Her obituary is short. It doesn't list her medical history. It doesn't catalog her grievances. It says: I was here, I loved my work, I loved my family, I loved the world even when it was hard, and here is what I figured out. The obstacles are the path. Not in front of the path. Not blocking the path. Are the path.
She didn't write it for the living to read at her funeral. She wrote it for the living to read while they were still alive.
---
III. Walter George Bruhl Jr.
Walter opened his obituary with a parody of the Dead Parrot sketch. "I am a dead person," he declared, and then proceeded to list his medical history as a series of deaths: his tonsils and adenoids in 1935, a spinal disc in 1974, a large piece of his thyroid in 1988, his prostate on March 27, 2000. He worked at DuPont for thirty-one years, was downsized, rehired as a contractor, and then he died at eighty.
The obituary is 679 words. It is very funny. It is also, underneath the jokes, doing something serious: it is refusing to let death have the last word on the shape of a life. Walter didn't want his obituary to be a recitation of sorrow. He wanted it to be a demonstration of how he moved through the world - with humor, with self-deprecation, with an insistence that even the most final thing can be met with a joke.

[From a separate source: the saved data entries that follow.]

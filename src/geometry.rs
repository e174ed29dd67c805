//! Geometric utility objects.

use crate::num::BFloat;
use num;
use std::{
    fmt,
    ops::{Add, Index, IndexMut, Mul, Sub},
};

#[cfg(feature = "serialization")]
use serde::{Deserialize, Serialize};

#[cfg(any(test, feature = "for-testing"))]
use approx::{AbsDiffEq, RelativeEq};

/// Denotes the x-, y- or z-dimension.
#[derive(Clone, Copy, Debug, PartialEq, Eq)]
pub enum Dim3 {
    X = 0,
    Y = 1,
    Z = 2,
}

impl Dim3 {
    /// Creates an array for iterating over the x-, y- and z-dimensions.
    pub fn slice() -> [Self; 3] {
        [Self::X, Self::Y, Self::Z]
    }
}

use Dim3::{X, Y, Z};

/// Represents any quantity with three dimensional components.
#[derive(Clone, Debug, PartialEq, Eq, Hash)]
#[cfg_attr(feature = "serialization", derive(Serialize, Deserialize))]
pub struct In3D<T>([T; 3]);

impl<T> In3D<T> {
    /// Creates a new 3D quantity given the three components.
    pub fn new(x: T, y: T, z: T) -> Self {
        Self([x, y, z])
    }

    /// Creates a new 3D quantity by evaluating the given component
    /// constructor for each dimension.
    pub fn with_each_component<C>(create_component: C) -> Self
    where
        C: Fn(Dim3) -> T,
    {
        Self::new(
            create_component(X),
            create_component(Y),
            create_component(Z),
        )
    }

    /// Creates a new 3D quantity with the given value copied into all components.
    pub fn same(a: T) -> Self
    where
        T: Copy,
    {
        Self([a, a, a])
    }
}

impl<T> Index<Dim3> for In3D<T> {
    type Output = T;
    fn index(&self, dim: Dim3) -> &Self::Output {
        &self.0[dim as usize]
    }
}

impl<T> IndexMut<Dim3> for In3D<T> {
    fn index_mut(&mut self, dim: Dim3) -> &mut Self::Output {
        &mut self.0[dim as usize]
    }
}

impl<T: fmt::Display> fmt::Display for In3D<T> {
    fn fmt(&self, f: &mut fmt::Formatter<'_>) -> fmt::Result {
        write!(f, "[{}, {}, {}]", self[X], self[Y], self[Z])
    }
}
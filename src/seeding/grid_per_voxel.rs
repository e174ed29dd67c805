//! Seeding on a regular sub-grid within every non-zero voxel.

use super::{
    cursor::{SharedVoxelTraversal, VoxelSubSampler},
    SeedOutcome, Seeder3,
};
use crate::{
    error::{SeedingError, SeedingResult},
    geometry::{
        Dim3::{X, Y, Z},
        Idx3, PointTransformation3, Vec3,
    },
    io::Verbosity,
    num::VoxelValue,
    volume::{fgr, Volume3},
};
use rand::RngCore;
use std::sync::Arc;

/// Steps through the `os x os x os` sub-grid positions of a voxel, with the
/// last index varying fastest.
#[derive(Clone, Debug)]
struct SubGridCounter {
    oversampling: usize,
    next: Option<Idx3<usize>>,
}

impl VoxelSubSampler for SubGridCounter {
    type Sample = Idx3<usize>;

    fn next_sample(&mut self) -> Option<Idx3<usize>> {
        let current = self.next.take()?;
        let mut next = current.clone();
        next[Z] += 1;
        if next[Z] == self.oversampling {
            next[Z] = 0;
            next[Y] += 1;
            if next[Y] == self.oversampling {
                next[Y] = 0;
                next[X] += 1;
            }
        }
        if next[X] < self.oversampling {
            self.next = Some(next);
        }
        Some(current)
    }

    fn restart(&mut self) {
        self.next = Some(Idx3::origin());
    }

    fn samples_per_voxel(&self) -> Option<usize> {
        self.oversampling.checked_pow(3)
    }
}

/// Generator of seed points on a regular `os x os x os` grid within every
/// non-zero voxel of a mask.
///
/// The sub-grid points are centered within the voxel, so for an
/// oversampling factor of one the seeds are the voxel centers.
pub struct GridPerVoxelSeeder3<T> {
    traversal: SharedVoxelTraversal<T, SubGridCounter>,
    oversampling: usize,
    n_seeds: usize,
    step: fgr,
    offset: fgr,
    description: String,
}

impl<T: VoxelValue> GridPerVoxelSeeder3<T> {
    /// Creates a new grid-per-voxel seeder.
    ///
    /// # Parameters
    ///
    /// - `mask`: Volume whose non-zero voxels receive seeds.
    /// - `oversampling`: Number of sub-grid points along each axis of a voxel. Must be at least one.
    /// - `verbosity`: Whether to print status messages.
    ///
    /// # Returns
    ///
    /// A `Result` which is either:
    ///
    /// - `Ok`: Contains the new seeder.
    /// - `Err`: Contains an error if `oversampling` is zero or the total number of seeds overflows.
    pub fn new(
        mask: Arc<Volume3<T>>,
        oversampling: usize,
        verbosity: &Verbosity,
    ) -> SeedingResult<Self> {
        if oversampling == 0 {
            return Err(SeedingError::ZeroOversampling);
        }
        let step = 1.0 / oversampling as fgr;
        let offset = -0.5 + 0.5 * step;
        let description = format!(
            "grid per voxel ({}x{}x{} seeds per voxel of {})",
            oversampling,
            oversampling,
            oversampling,
            mask.name()
        );
        let counter = SubGridCounter {
            oversampling,
            next: None,
        };
        let traversal = SharedVoxelTraversal::new(mask, counter, verbosity);
        let n_seeds = traversal
            .number_of_units()
            .ok_or_else(|| SeedingError::TooManySeeds {
                seeder: description.clone(),
            })?;
        Ok(Self {
            traversal,
            oversampling,
            n_seeds,
            step,
            offset,
            description,
        })
    }

    /// Returns the number of sub-grid points along each axis of a voxel.
    pub fn oversampling(&self) -> usize {
        self.oversampling
    }

    fn sub_grid_offset(&self, sub_indices: &Idx3<usize>) -> Vec3<fgr> {
        Vec3::with_each_component(|dim| self.offset + self.step * sub_indices[dim] as fgr)
    }
}

impl<T: VoxelValue> Seeder3 for GridPerVoxelSeeder3<T> {
    fn description(&self) -> &str {
        &self.description
    }

    fn number_of_seeds(&self) -> Option<usize> {
        Some(self.n_seeds)
    }

    fn seeding_volume(&self) -> fgr {
        self.traversal.number_of_nonzero_voxels() as fgr * self.traversal.mask().voxel_volume()
    }

    fn get_seed(&self, _rng: &mut dyn RngCore) -> SeedingResult<SeedOutcome> {
        Ok(match self.traversal.claim_next_unit() {
            Some((indices, sub_indices)) => SeedOutcome::Seed(
                self.traversal
                    .mask()
                    .voxel_to_scanner()
                    .transform_voxel(&indices, &self.sub_grid_offset(&sub_indices)),
            ),
            None => SeedOutcome::Exhausted,
        })
    }
}
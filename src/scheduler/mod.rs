//! Scheduler service module.

mod engine;

pub use engine::{CronScheduler, SchedulerError, SchedulerStatus};
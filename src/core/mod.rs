//! Core domain types: jobs, schedules, and the calculators behind them.

pub mod clock;
pub mod cron;
pub mod job;
pub mod schedule;
pub mod types;
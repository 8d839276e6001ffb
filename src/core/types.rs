//! Core identifier types for the scheduler.
//!
//! These types provide type-safe identifiers for jobs and runs, plus the
//! status vocabulary shared by execution reports and persisted job state.

use serde::{Deserialize, Serialize};
use std::fmt;
use uuid::Uuid;

/// Unique identifier for a job. Assigned at creation, never reused.
#[derive(Debug, Clone, PartialEq, Eq, Hash, Serialize, Deserialize)]
pub struct JobId(String);

/// Unique identifier for a single job run (execution instance).
#[derive(Debug, Clone, PartialEq, Eq, Hash, Serialize, Deserialize)]
pub struct RunId(Uuid);

/// Outcome of one realised execution attempt.
#[derive(Debug, Clone, Copy, PartialEq, Eq, Serialize, Deserialize)]
#[serde(rename_all = "lowercase")]
pub enum RunStatus {
    /// Execution completed successfully.
    Ok,
    /// Execution failed; the error is recorded alongside.
    Error,
    /// Execution was skipped (e.g. no agent executor configured).
    Skipped,
}

impl JobId {
    /// Create a new JobId from a string.
    pub fn new(id: impl Into<String>) -> Self {
        Self(id.into())
    }

    /// Generate a fresh random JobId.
    pub fn generate() -> Self {
        Self(Uuid::new_v4().to_string())
    }

    /// Get the underlying string value.
    pub fn as_str(&self) -> &str {
        &self.0
    }
}

impl From<&str> for JobId {
    fn from(s: &str) -> Self {
        Self::new(s)
    }
}

impl From<String> for JobId {
    fn from(s: String) -> Self {
        Self::new(s)
    }
}

impl RunId {
    /// Generate a new random RunId.
    pub fn new() -> Self {
        Self(Uuid::new_v4())
    }

    /// Create a RunId from an existing UUID.
    pub fn from_uuid(uuid: Uuid) -> Self {
        Self(uuid)
    }

    /// Get the underlying UUID.
    pub fn as_uuid(&self) -> &Uuid {
        &self.0
    }
}

impl Default for RunId {
    fn default() -> Self {
        Self::new()
    }
}

impl RunStatus {
    /// String form used in rendered output and log lines.
    pub fn as_str(&self) -> &'static str {
        match self {
            RunStatus::Ok => "ok",
            RunStatus::Error => "error",
            RunStatus::Skipped => "skipped",
        }
    }
}

impl fmt::Display for JobId {
    fn fmt(&self, f: &mut fmt::Formatter<'_>) -> fmt::Result {
        write!(f, "{}", self.0)
    }
}

impl fmt::Display for RunId {
    fn fmt(&self, f: &mut fmt::Formatter<'_>) -> fmt::Result {
        write!(f, "{}", self.0)
    }
}

impl fmt::Display for RunStatus {
    fn fmt(&self, f: &mut fmt::Formatter<'_>) -> fmt::Result {
        f.write_str(self.as_str())
    }
}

He asked for no flowers. Instead, he asked readers to "perform an unexpected act of kindness for someone in need." This is the punchline that isn't a punchline. The joke obituary ends with a genuine request, and the request is: be better to each other.
His grandson posted it on Reddit after he died. It went viral. Walter, dead at eighty, got the last laugh and then some.
---
IV. The Signature
These three people did the same thing, differently. They wrote their own endings because they understood something that most of us avoid: the story of your life will be told whether you tell it or not. If you don't write the last chapter, someone else will. And they will get it wrong. Not maliciously, usually. Just wrong. They will smooth you. They will make you nicer or sadder or simpler than you were. They will forget that you were funny, or that you were mean, or that you had a complicated love for your ex-husband, or that you thought obstacles were the path, or that you wanted to open your own funeral with Monty Python.
Writing your own obituary is not morbid. It is the opposite of morbid. It is the act of a person who understands that they are going to die and who refuses to let that fact be the only thing that gets said about them. It is the last creative act. The final edit. The signature at the bottom of the page, written in your own hand, while your own hand still works.
Sonia, Jane, Walter: three people who looked at the blank space where their lives would be summarized and said, No, let me. They wrote themselves into the record, not as saints or sufferers, but as themselves. Sharp-edged. Funny. Complicated. Alive, right up to the last word.
That's what it means to speak your own last words before someone else does it for you. It means refusing to die twice - once in your body, and once in the story.